A Reference Architecture for the Cloudera Private Cloud Base Data Platform

A Reference Architecture for the Cloudera Private Cloud Base Data Platform

Introduction and Rationale

The release of Cloudera Data Platform (CDP) Private Cloud Base edition provides customers with a next generation hybrid cloud architecture. This blog post provides an overview of best practice for the design and deployment of clusters incorporating hardware and operating system configuration, along with guidance for networking and security as well as integration with existing enterprise infrastructure.

Private Cloud Base Overview

CDP Private Cloud Base is an on-premise version of Cloudera Data Platform that combines the best of Cloudera Enterprise Data Hub and Hortonworks Data Platform Enterprise in addition to new features and enhancements across the stack.
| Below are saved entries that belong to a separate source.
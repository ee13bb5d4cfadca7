// Copyright 2025-2026 Johann Kempter
//
// Licensed under the Apache License, Version 2.0 (the "License");
// you may not use this file except in compliance with the License.
// You may obtain a copy of the License at
//
//     http://www.apache.org/licenses/LICENSE-2.0
//
// Unless required by applicable law or agreed to in writing, software
// distributed under the License is distributed on an "AS IS" BASIS,
// WITHOUT WARRANTIES OR CONDITIONS OF ANY KIND, either express or implied.
// See the License for the specific language governing permissions and
// limitations under the License.
//
// SPDX-License-Identifier: Apache-2.0

#![doc(html_no_source)]
#![deny(missing_docs)]
#![allow(dead_code)]
// - 'file/physical.rs' uses mmap to map a file into memory

//! # r2rscope
//!
//! A cross-platform framework for parsing and analyzing ReadyToRun (R2R) images - the
//! ahead-of-time compiled native code containers that crossgen2 embeds in (or wraps around)
//! managed .NET executables. Built in pure Rust, `r2rscope` decodes the container without
//! requiring Windows or the .NET runtime.
//!
//! # Architecture
//!
//! The library is organized into layers that mirror the format:
//!
//! - **File Layer**: Memory-mapped PE access, RVA translation, and the byte-level parsing
//!   primitives (fixed-width reads, the native format varint)
//! - **Metadata Layer**: A compact ECMA-335 reader covering exactly the tables the ReadyToRun
//!   cross-references need (assembly references, type and method names)
//! - **ReadyToRun Layer**: The container header and section directory, the packed container
//!   formats (NativeArray, NativeHashtable), method entrypoints, the runtime-function table,
//!   import sections, and the composite-image assembly index
//!
//! ## Key Components
//!
//! - [`crate::ReadyToRunReader`] - Main entry point for image analysis
//! - [`crate::File`] - PE image abstraction with pluggable backends
//! - [`crate::Parser`] - Low-level decoding of native format structures
//! - [`crate::metadata`] - Compact managed-metadata access
//! - [`crate::readytorun`] - Container parsing internals
//! - [`crate::prelude`] - Convenient re-exports of commonly used types
//! - [`crate::Error`] and [`crate::Result`] - Comprehensive error handling
//!
//! # Features
//!
//! - **Image classification** - Machine, operating system (OS-XOR decode) and architecture
//! - **Single and composite images** - Per-component headers and the manifest assembly index
//! - **Method entrypoints** - Plain and generic-instantiation entrypoint tables, fixup blobs
//! - **Runtime functions** - Per-method native fragments with unwind and GC info locations
//! - **Import sections** - Indirection cells with symbolic naming
//! - **Memory safe** - Bounds-checked parsing of untrusted images, no panics on malformed
//!   input
//!
//! # Usage Examples
//!
//! ## Quick Start
//!
//! ```rust,no_run
//! use r2rscope::prelude::*;
//! use std::path::Path;
//!
//! let reader = ReadyToRunReader::from_file(Path::new("app.r2r.dll"))?;
//! println!("compiler: {}", reader.compiler_identifier());
//! println!("methods:  {}", reader.methods().len());
//! # Ok::<(), r2rscope::Error>(())
//! ```
//!
//! ## Inspecting methods
//!
//! ```rust,no_run
//! use r2rscope::ReadyToRunReader;
//! use std::path::Path;
//!
//! let reader = ReadyToRunReader::from_file(Path::new("app.r2r.dll"))?;
//! for method in reader.methods() {
//!     let fragments = &method.runtime_functions;
//!     println!(
//!         "{} at runtime function {}, {} fragment(s)",
//!         method.handle,
//!         method.entry_id,
//!         fragments.len()
//!     );
//! }
//! # Ok::<(), r2rscope::Error>(())
//! ```
//!
//! # Thread Safety
//!
//! The reader is constructed single-threaded; once built it is safe for concurrent read-only
//! access. The on-demand tables (debug info, exception info) must not be first-touched from
//! multiple threads concurrently.

#[macro_use]
pub(crate) mod error;

#[cfg(test)]
pub(crate) mod test;

/// PE file abstraction and byte-level parsing primitives.
///
/// Provides [`File`] (the PE adapter the reader is built on), the [`file::Backend`] trait with
/// memory-mapped and in-memory implementations, and the [`Parser`] cursor used by every
/// ReadyToRun structure decoder.
pub mod file;

/// Compact ECMA-335 metadata support.
///
/// The subset of managed-metadata parsing the ReadyToRun cross-references need: the COR
/// header, the metadata root and stream directory, the `#Strings` heap, a schema-driven `#~`
/// tables reader, and the [`metadata::reader::EcmaMetadata`] facade that resolves handles
/// into names. The [`metadata::resolver::AssemblyResolver`] trait is the seam through which
/// embedding tools supply sibling assemblies.
pub mod metadata;

/// ReadyToRun container parsing.
///
/// Everything on the native side of the format: image classification, the container header
/// and section directory, the NativeArray/NativeHashtable container formats, method
/// entrypoints and runtime functions, unwind/GC info placement, import sections, and the
/// unified reference-assembly index of composite images.
pub mod readytorun;

/// Convenient re-exports of the most commonly used types.
///
/// ```rust,no_run
/// use r2rscope::prelude::*;
/// use std::path::Path;
///
/// let reader = ReadyToRunReader::from_file(Path::new("app.r2r.dll"))?;
/// println!("{} methods", reader.methods().len());
/// # Ok::<(), r2rscope::Error>(())
/// ```
pub mod prelude;

/// The result type used throughout r2rscope.
pub type Result<T> = std::result::Result<T, Error>;

/// `r2rscope` Error type.
///
/// The main error type for all operations in this crate. Provides detailed error information
/// for PE parsing, container decoding and cross-assembly resolution.
///
/// # Usage Examples
///
/// ```rust,no_run
/// use r2rscope::{Error, ReadyToRunReader};
///
/// match ReadyToRunReader::from_file(std::path::Path::new("app.r2r.dll")) {
///     Ok(reader) => println!("Loaded successfully"),
///     Err(Error::NotSupported) => println!("Not a ReadyToRun image"),
///     Err(Error::Malformed { message, .. }) => println!("Malformed: {}", message),
///     Err(e) => println!("Error: {}", e),
/// }
/// ```
pub use error::Error;

/// Main entry point for ReadyToRun image analysis.
///
/// Classifies the image, parses the container header and materializes the section products.
/// See [`readytorun::reader`] for the full API.
pub use readytorun::reader::ReadyToRunReader;

/// Loaded PE image with pluggable data sources.
pub use file::File;

/// Cursor-based binary parser for native format structures.
pub use file::parser::Parser;
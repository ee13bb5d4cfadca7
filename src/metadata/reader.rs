//! Compact ECMA-335 metadata reader.
//!
//! [`EcmaMetadata`] is the metadata back-end of the ReadyToRun cross-references. It owns a copy
//! of one metadata blob (the primary metadata of a single-assembly image, the embedded manifest
//! metadata of a composite image, or a resolver-loaded reference assembly) and answers the
//! queries the ReadyToRun reader needs: `AssemblyRef` row counts and simple names, and the
//! rendered names of `TypeDef`/`TypeRef`/`ExportedType`/`MethodDef`/`MemberRef` rows.
//!
//! Full row models, blob and GUID heap decoding are deliberately not provided; this reader
//! exists to resolve handles into names, nothing more.

use ouroboros::self_referencing;

use crate::{
    metadata::{
        root::Root,
        streams::Strings,
        tables::{TableId, TablesStream},
    },
    Error::Empty,
    Result,
};

#[self_referencing]
/// A parsed metadata blob with its tables stream and string heap.
///
/// Construction parses the metadata root, locates the `#~` (or uncompressed `#-`) tables stream
/// and the `#Strings` heap, and computes the table layout once. All accessors afterwards are
/// cheap reads against the owned buffer.
///
/// # Examples
///
/// ```rust,no_run
/// use r2rscope::metadata::reader::EcmaMetadata;
///
/// let blob: Vec<u8> = std::fs::read("manifest.bin")?;
/// let metadata = EcmaMetadata::read(blob)?;
/// for rid in 1..=metadata.assembly_ref_count() {
///     println!("AssemblyRef {}: {}", rid, metadata.assembly_ref_name(rid)?);
/// }
/// # Ok::<(), Box<dyn std::error::Error>>(())
/// ```
pub struct EcmaMetadata {
    /// The raw metadata blob, starting at the 'BSJB' root signature.
    data: Vec<u8>,
    /// The parsed metadata root.
    root: Root,
    /// The parsed tables stream, referencing the data.
    #[borrows(data)]
    #[covariant]
    tables: TablesStream<'this>,
    /// The string heap, referencing the data.
    #[borrows(data)]
    #[covariant]
    strings: Strings<'this>,
}

impl EcmaMetadata {
    /// Parses a metadata blob.
    ///
    /// ## Arguments
    ///
    /// * `data` - The metadata bytes, beginning at the root signature.
    ///
    /// # Errors
    ///
    /// Returns an error if the root is malformed or the `#~`/`#Strings` streams are missing.
    pub fn read(data: Vec<u8>) -> Result<EcmaMetadata> {
        if data.is_empty() {
            return Err(Empty);
        }

        let root = Root::read(&data)?;

        let (tables_offset, tables_size) = root
            .stream("#~")
            .or_else(|| root.stream("#-"))
            .ok_or_else(|| malformed_error!("Metadata has no tables stream"))?;
        let (strings_offset, strings_size) = root
            .stream("#Strings")
            .ok_or_else(|| malformed_error!("Metadata has no #Strings heap"))?;

        EcmaMetadata::try_new(
            data,
            root,
            |data| TablesStream::from(&data[tables_offset..tables_offset + tables_size]),
            |data| Strings::from(&data[strings_offset..strings_offset + strings_size]),
        )
    }

    /// The metadata version string from the root header.
    #[must_use]
    pub fn version(&self) -> &str {
        &self.borrow_root().version
    }

    /// Number of rows in the `AssemblyRef` table.
    #[must_use]
    pub fn assembly_ref_count(&self) -> u32 {
        self.borrow_tables().row_count(TableId::AssemblyRef)
    }

    /// Number of rows in the `MethodDef` table.
    #[must_use]
    pub fn method_def_count(&self) -> u32 {
        self.borrow_tables().row_count(TableId::MethodDef)
    }

    /// Simple name of this assembly from the `Assembly` table, if the blob defines one.
    ///
    /// Manifest metadata blobs carry no `Assembly` row; those return `None`.
    ///
    /// # Errors
    ///
    /// Returns an error if the name cell or heap entry is malformed.
    pub fn assembly_name(&self) -> Result<Option<String>> {
        let tables = self.borrow_tables();
        if tables.row_count(TableId::Assembly) == 0 {
            return Ok(None);
        }

        let name = tables.cell(TableId::Assembly, 1, 7)?;
        Ok(Some(
            self.borrow_strings().get(name as usize)?.to_string(),
        ))
    }

    /// Simple name of the `AssemblyRef` row with the given 1-based id.
    ///
    /// # Errors
    ///
    /// Returns an error if the row id is out of range or the heap entry is malformed.
    pub fn assembly_ref_name(&self, rid: u32) -> Result<String> {
        let name = self.borrow_tables().cell(TableId::AssemblyRef, rid, 6)?;
        Ok(self.borrow_strings().get(name as usize)?.to_string())
    }

    /// Rendered `Namespace.Name` of the `TypeDef` row with the given 1-based id.
    ///
    /// # Errors
    ///
    /// Returns an error if the row id is out of range or the heap entries are malformed.
    pub fn type_def_name(&self, rid: u32) -> Result<String> {
        let tables = self.borrow_tables();
        let name = tables.cell(TableId::TypeDef, rid, 1)?;
        let namespace = tables.cell(TableId::TypeDef, rid, 2)?;

        self.render_namespaced(namespace, name)
    }

    /// Rendered `Namespace.Name` of the `TypeRef` row with the given 1-based id.
    ///
    /// # Errors
    ///
    /// Returns an error if the row id is out of range or the heap entries are malformed.
    pub fn type_ref_name(&self, rid: u32) -> Result<String> {
        let tables = self.borrow_tables();
        let name = tables.cell(TableId::TypeRef, rid, 1)?;
        let namespace = tables.cell(TableId::TypeRef, rid, 2)?;

        self.render_namespaced(namespace, name)
    }

    /// Rendered `Namespace.Name` of the `ExportedType` row with the given 1-based id.
    ///
    /// # Errors
    ///
    /// Returns an error if the row id is out of range or the heap entries are malformed.
    pub fn exported_type_name(&self, rid: u32) -> Result<String> {
        let tables = self.borrow_tables();
        let name = tables.cell(TableId::ExportedType, rid, 2)?;
        let namespace = tables.cell(TableId::ExportedType, rid, 3)?;

        self.render_namespaced(namespace, name)
    }

    /// Name of the `MethodDef` row with the given 1-based id.
    ///
    /// # Errors
    ///
    /// Returns an error if the row id is out of range or the heap entry is malformed.
    pub fn method_def_name(&self, rid: u32) -> Result<String> {
        let name = self.borrow_tables().cell(TableId::MethodDef, rid, 3)?;
        Ok(self.borrow_strings().get(name as usize)?.to_string())
    }

    /// Name of the `MemberRef` row with the given 1-based id.
    ///
    /// # Errors
    ///
    /// Returns an error if the row id is out of range or the heap entry is malformed.
    pub fn member_ref_name(&self, rid: u32) -> Result<String> {
        let name = self.borrow_tables().cell(TableId::MemberRef, rid, 1)?;
        Ok(self.borrow_strings().get(name as usize)?.to_string())
    }

    fn render_namespaced(&self, namespace: u32, name: u32) -> Result<String> {
        let strings = self.borrow_strings();
        let name = strings.get(name as usize)?;

        if namespace == 0 {
            return Ok(name.to_string());
        }

        let namespace = strings.get(namespace as usize)?;
        if namespace.is_empty() {
            Ok(name.to_string())
        } else {
            Ok(format!("{namespace}.{name}"))
        }
    }
}
//! CLR 2.0 (Cor20) header parsing.
//!
//! This module defines the [`Cor20Header`] struct, which represents the main header for .NET
//! assemblies as found in the `IMAGE_DIRECTORY_ENTRY_COM_DESCRIPTOR` data directory of PE files.
//! For ReadyToRun images two fields matter beyond metadata location: the [`CorFlags::IL_LIBRARY`]
//! flag marking precompiled images, and the managed-native-header directory locating the
//! ReadyToRun container of single-assembly images.
//!
//! # Reference
//! - [ECMA-335 II.25.3.3](https://ecma-international.org/wp-content/uploads/ECMA-335_6th_edition_june_2012.pdf)

use bitflags::bitflags;

use crate::{file::parser::Parser, Error::OutOfBounds, Result};

bitflags! {
    #[derive(Debug, Clone, Copy, PartialEq, Eq)]
    /// Runtime flags from the COR header (`COMIMAGE_FLAGS_*`).
    pub struct CorFlags: u32 {
        /// Image contains only IL code
        const ILONLY = 0x0000_0001;
        /// Image requires a 32-bit process
        const REQUIRES_32BIT = 0x0000_0002;
        /// Image is a precompiled (ReadyToRun) library; the managed-native header directory
        /// points at the container
        const IL_LIBRARY = 0x0000_0004;
        /// Image is strong-name signed
        const STRONGNAMESIGNED = 0x0000_0008;
        /// Image has a native entry point
        const NATIVE_ENTRYPOINT = 0x0000_0010;
        /// Runtime should track debug data
        const TRACKDEBUGDATA = 0x0001_0000;
        /// Image prefers a 32-bit process
        const PREFERS_32BIT = 0x0002_0000;
    }
}

/// The main header of the managed part of the image, located at the beginning of the
/// `IMAGE_DIRECTORY_ENTRY_COM_DESCRIPTOR` data directory.
///
/// This struct contains all fields defined by the ECMA-335 standard for the CLR 2.0 header.
/// The `managed_native_header_rva`/`size` pair is "always 0" per the standard but is where
/// crossgen2 places the ReadyToRun container directory of single-assembly images.
pub struct Cor20Header {
    /// Size of header in bytes
    pub cb: u32,
    /// The minimum version of runtime required to run this program
    pub major_runtime_version: u16,
    /// The minor portion of the version
    pub minor_runtime_version: u16,
    /// RVA of the `MetaData`
    pub meta_data_rva: u32,
    /// Size of the `MetaData`
    pub meta_data_size: u32,
    /// Flags describing this runtime image
    pub flags: CorFlags,
    /// Token for the `MethodDef` or File of the entry point for the image
    pub entry_point_token: u32,
    /// RVA of implementation specific resources
    pub resource_rva: u32,
    /// Size of implementation specific resources
    pub resource_size: u32,
    /// RVA of the hash data for this pe file used by the CLI loader for binding and versioning
    pub strong_name_signature_rva: u32,
    /// Size of the hash data
    pub strong_name_signature_size: u32,
    /// RVA of the ReadyToRun container for single-assembly precompiled images, 0 otherwise
    pub managed_native_header_rva: u32,
    /// Size of the ReadyToRun container directory
    pub managed_native_header_size: u32,
}

impl Cor20Header {
    /// Create a `Cor20Header` object from a sequence of bytes
    ///
    /// # Arguments
    /// * `data` - The byte slice from which this object shall be created
    ///
    /// # Errors
    /// Returns an error if the data is too short to contain a valid CLR header, or if any
    /// field validation fails per ECMA-335 II.25.3.3.
    pub fn read(data: &[u8]) -> Result<Cor20Header> {
        if data.len() < 72 {
            return Err(OutOfBounds);
        }

        let mut parser = Parser::new(data);

        let cb = parser.read_le::<u32>()?;
        if cb != 72 {
            return Err(malformed_error!(
                "Invalid CLR header size: expected 72, got {}",
                cb
            ));
        }

        let major_runtime_version = parser.read_le::<u16>()?;
        let minor_runtime_version = parser.read_le::<u16>()?;
        if major_runtime_version == 0 {
            return Err(malformed_error!(
                "Invalid major runtime version: {}",
                major_runtime_version
            ));
        }

        let meta_data_rva = parser.read_le::<u32>()?;
        if meta_data_rva == 0 {
            return Err(malformed_error!("Metadata RVA cannot be zero"));
        }

        let meta_data_size = parser.read_le::<u32>()?;
        if meta_data_size == 0 {
            return Err(malformed_error!("Metadata size cannot be zero"));
        }

        // Unknown bits are tolerated; crossgen2 has grown flags faster than the standard
        let flags = CorFlags::from_bits_retain(parser.read_le::<u32>()?);

        let entry_point_token = parser.read_le::<u32>()?;

        let resource_rva = parser.read_le::<u32>()?;
        let resource_size = parser.read_le::<u32>()?;

        let strong_name_signature_rva = parser.read_le::<u32>()?;
        let strong_name_signature_size = parser.read_le::<u32>()?;

        // code manager table, vtable fixups, export address table jumps - reserved, skipped
        for _ in 0..6 {
            let _ = parser.read_le::<u32>()?;
        }

        let managed_native_header_rva = parser.read_le::<u32>()?;
        let managed_native_header_size = parser.read_le::<u32>()?;
        if (managed_native_header_rva == 0) != (managed_native_header_size == 0) {
            return Err(malformed_error!("Managed native header values are invalid"));
        }

        Ok(Cor20Header {
            cb,
            major_runtime_version,
            minor_runtime_version,
            meta_data_rva,
            meta_data_size,
            flags,
            entry_point_token,
            resource_rva,
            resource_size,
            strong_name_signature_rva,
            strong_name_signature_size,
            managed_native_header_rva,
            managed_native_header_size,
        })
    }

    /// Returns the ReadyToRun container directory `(rva, size)`, if this image carries one.
    #[must_use]
    pub fn managed_native_header(&self) -> Option<(usize, usize)> {
        if self.managed_native_header_rva == 0 {
            return None;
        }

        Some((
            self.managed_native_header_rva as usize,
            self.managed_native_header_size as usize,
        ))
    }
}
This unified distribution is a scalable and customizable platform where you can securely run many types of workloads.

CDP Private Cloud Base Architecture

Further information and documentation https://docs.cloudera.com/cdp-private-cloud/latest/overview/topics/cdpdc-overview.html 

Summary of major changes

Before we dive into the Best Practices, it’s worth understanding the key improvements that CDP delivers over legacy distributions.

  • Best of CDH & HDP, with added analytic and platform features 
  • The storage layer for CDP Private Cloud, including object storage
  • Cloudera SDX for consistent security and governance across the platform
  • Traditional data clusters for workloads not ready for cloud

For customers to gain the maximum benefits from these features, Cloudera best practice reflects the success of thousands of -customer deployments, combined with release testing to ensure customers can successfully deploy their environments and minimize risk.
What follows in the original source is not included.